One of the last times I posted, I was feeling like I didn't have much to write about. This time, I have a lot to share and have been wanting to get to this for over a week.
Some sad news. We had to put our Simba to sleep last week. He and his sister, Jasmine have been with us for almost 11 years (July 26th is their 11th birthday). In a nutshell, Simba was a big baby of a cat ... a big, sassy, snuggly, needy, sweet cat who was easily stressed by change. (All of our moves have been challenging for him.) He weighed in at 18 pounds--truly a big cat. He was always sure to let us know what he wanted and/or needed ... and you'd be surprised by the foul mouth he had. Simba swore at me daily ("dammit, woman, I said I'm thirsty!" and "what the hell don't you understand when I say 'PET ME'?!") and would not give up if he was in the mood to be petted. I can't count the number of times he would "bull head" into my leg or hand--or head, if I was sleeping. He made Maya's day many times by laying across her lap--it was a win-win situation. She desperately wanted to hold, pet and brush a cat, and he just loved all the affection and attention.

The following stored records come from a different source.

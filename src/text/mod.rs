// Text preparation: normalization and tokenization.

pub mod analyzer;
pub mod normalize;

pub use analyzer::Analyzer;
pub use normalize::normalize;
// Analyzer: turns normalized text into the unigram terms the vectorizer counts.
//
// Tokens are whitespace-separated runs of at least two characters. Stop words
// are dropped before stemming, so the stop list is compared against surface
// forms. The analyzer is serialized inside the model artifact: the stop list
// and the stemming switch travel with the weights they were fit against.

use std::collections::BTreeSet;

use rust_stemmers::{Algorithm, Stemmer};
use serde::{Deserialize, Serialize};
use stop_words::{get, LANGUAGE};

use super::normalize::normalize;

/// Shortest token (in characters) the analyzer keeps.
pub const MIN_TOKEN_CHARS: usize = 2;

#[derive(Debug, Clone, PartialEq, Serialize, Deserialize)]
pub struct Analyzer {
    stop_words: BTreeSet<String>,
    stem: bool,
}

impl Analyzer {
    /// Analyzer using the English stop list from the `stop-words` crate.
    ///
    /// Entries are run through the normalizer so contractions like "don't"
    /// match the punctuation-free tokens they will be compared against.
    pub fn english(stem: bool) -> Self {
        let raw: Vec<String> = get(LANGUAGE::English);
        Self::with_stop_words(raw, stem)
    }

    pub fn with_stop_words<I, S>(words: I, stem: bool) -> Self
    where
        I: IntoIterator<Item = S>,
        S: AsRef<str>,
    {
        let stop_words = words
            .into_iter()
            .map(|w| normalize(w.as_ref()).trim().to_string())
            .filter(|w| !w.is_empty())
            .collect();
        Self { stop_words, stem }
    }

    pub fn stems(&self) -> bool {
        self.stem
    }

    pub fn stop_words(&self) -> &BTreeSet<String> {
        &self.stop_words
    }

    pub fn is_stop_word(&self, token: &str) -> bool {
        self.stop_words.contains(token)
    }

    /// Split already-normalized text into terms.
    pub fn terms(&self, normalized: &str) -> Vec<String> {
        let stemmer = self.stem.then(|| Stemmer::create(Algorithm::English));
        normalized
            .split_whitespace()
            .filter(|t| t.chars().count() >= MIN_TOKEN_CHARS)
            .filter(|t| !self.is_stop_word(t))
            .map(|t| match &stemmer {
                Some(s) => s.stem(t).into_owned(),
                None => t.to_string(),
            })
            .collect()
    }

    /// Normalize raw text, then split it into terms.
    pub fn analyze(&self, raw: &str) -> Vec<String> {
        self.terms(&normalize(raw))
    }
}

#[cfg(test)]
mod tests {
    use super::*;

    #[test]
    fn test_short_tokens_and_stop_words_dropped() {
        let analyzer = Analyzer::with_stop_words(["the", "of"], false);
        assert_eq!(
            analyzer.terms("the bank of a italy"),
            vec!["bank".to_string(), "italy".to_string()]
        );
    }

    #[test]
    fn test_stop_words_are_normalized() {
        let analyzer = Analyzer::with_stop_words(["Don't"], false);
        assert!(analyzer.is_stop_word("dont"));
    }

    #[test]
    fn test_stemming_merges_inflections() {
        let analyzer = Analyzer::with_stop_words(Vec::<String>::new(), true);
        assert_eq!(analyzer.terms("confirms"), analyzer.terms("confirm"));
        assert_eq!(analyzer.terms("vaccines"), analyzer.terms("vaccine"));
    }

    #[test]
    fn test_english_list_is_populated() {
        let analyzer = Analyzer::english(true);
        assert!(analyzer.is_stop_word("the"));
        assert!(analyzer.stop_words().len() > 100);
    }

    #[test]
    fn test_analyze_empty() {
        assert!(Analyzer::english(true).analyze("").is_empty());
    }
}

A vet once told me that Simba had tendencies and symptoms that indicated he was diabetic. He also told me that if/when Simba got sick, it would be fast. The last month we had him, he was peeing and pooping all over the house. The last 2-3 weeks, it was everyday. He seemed less and less himself. He hadn't bitched at me to get him water for about 2 weeks. He was shying away from being petted. He seemed skittish and nervous when anyone walked in the room--even Tim and me. His arthritis made him uncomfortable--shifting often and moving slowly. He didn't eat anything in his last 2 days.
When I took him to the vet for his final time, he was uncharacteristically calm. He came out of his carrier as soon as I opened the door and sweetly nudged me. He instantly started to purr and just sat next to me for a minute. Then, he got down and walked around the room. He had never done that before. I always ended up having to pull him out of his carrier and then he'd want to hide behind me or in a corner. He would cry throughout the entire visit, practically begging me to take him home. He would shed like a maniac and his dander seemed to sprout more every second. He had always been a nervous wreck at the vet's office. But not that last day. It was almost like he was glad for it, or he was trying to make me feel better.
I cried for an hour before I took him to the vet, the entire drive there and all during the visit. I sobbed while I petted him afterwards and kissed his head. I still cry when I think about it, but I'm also glad that he's better now.
I imagine that he's in his own little cat heaven--a field with moths and bugs flitting about ... and he's chasing them with all he's got. For as big as he was, he was always such a kitten.
Rest in peace, Simby kitty.
2 comments:
I'm so sorry to hear that buddy. He was a terrific cat and had a great life with you all. Rest in peace Simba.
I will miss him playing with my yarn when I would knit near him. No other cat has done that with me, just him. You made the right decision and he is in a better place....getting all the pets he craves.